### YOUR ASSIGNMENT:
From the data, copy out every line in which the word "kept" appears.

### EXCERPTED DATA:
======

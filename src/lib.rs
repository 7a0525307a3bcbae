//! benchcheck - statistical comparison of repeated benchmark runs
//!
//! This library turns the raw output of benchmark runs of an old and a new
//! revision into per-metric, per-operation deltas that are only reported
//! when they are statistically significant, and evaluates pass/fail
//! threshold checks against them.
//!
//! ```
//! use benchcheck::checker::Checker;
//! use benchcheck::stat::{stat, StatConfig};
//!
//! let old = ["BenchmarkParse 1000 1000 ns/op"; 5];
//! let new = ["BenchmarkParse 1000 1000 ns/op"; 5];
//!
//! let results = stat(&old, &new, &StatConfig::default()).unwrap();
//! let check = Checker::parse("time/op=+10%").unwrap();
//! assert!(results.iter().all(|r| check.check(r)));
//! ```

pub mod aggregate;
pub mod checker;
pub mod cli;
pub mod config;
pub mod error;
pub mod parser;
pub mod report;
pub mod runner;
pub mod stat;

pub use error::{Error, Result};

======

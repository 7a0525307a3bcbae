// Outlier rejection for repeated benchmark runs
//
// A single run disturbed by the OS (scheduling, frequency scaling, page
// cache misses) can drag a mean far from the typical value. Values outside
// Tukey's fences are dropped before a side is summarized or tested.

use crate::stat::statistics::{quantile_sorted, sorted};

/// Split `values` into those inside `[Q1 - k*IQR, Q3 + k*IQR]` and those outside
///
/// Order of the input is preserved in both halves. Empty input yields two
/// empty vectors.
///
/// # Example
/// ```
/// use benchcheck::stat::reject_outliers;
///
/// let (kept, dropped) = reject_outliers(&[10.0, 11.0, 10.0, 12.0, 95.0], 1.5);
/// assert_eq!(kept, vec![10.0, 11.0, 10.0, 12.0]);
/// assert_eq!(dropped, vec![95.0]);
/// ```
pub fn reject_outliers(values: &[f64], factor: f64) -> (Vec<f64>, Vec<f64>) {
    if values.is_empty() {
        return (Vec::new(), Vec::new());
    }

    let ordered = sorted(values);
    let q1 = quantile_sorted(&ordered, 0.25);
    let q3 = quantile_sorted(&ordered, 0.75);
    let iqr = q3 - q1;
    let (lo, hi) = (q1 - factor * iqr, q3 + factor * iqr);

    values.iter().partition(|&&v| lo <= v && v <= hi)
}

======

### EXPECTED OUTPUT:
/// let (kept, dropped) = reject_outliers(&[10.0, 11.0, 10.0, 12.0, 95.0], 1.5);
/// assert_eq!(kept, vec![10.0, 11.0, 10.0, 12.0]);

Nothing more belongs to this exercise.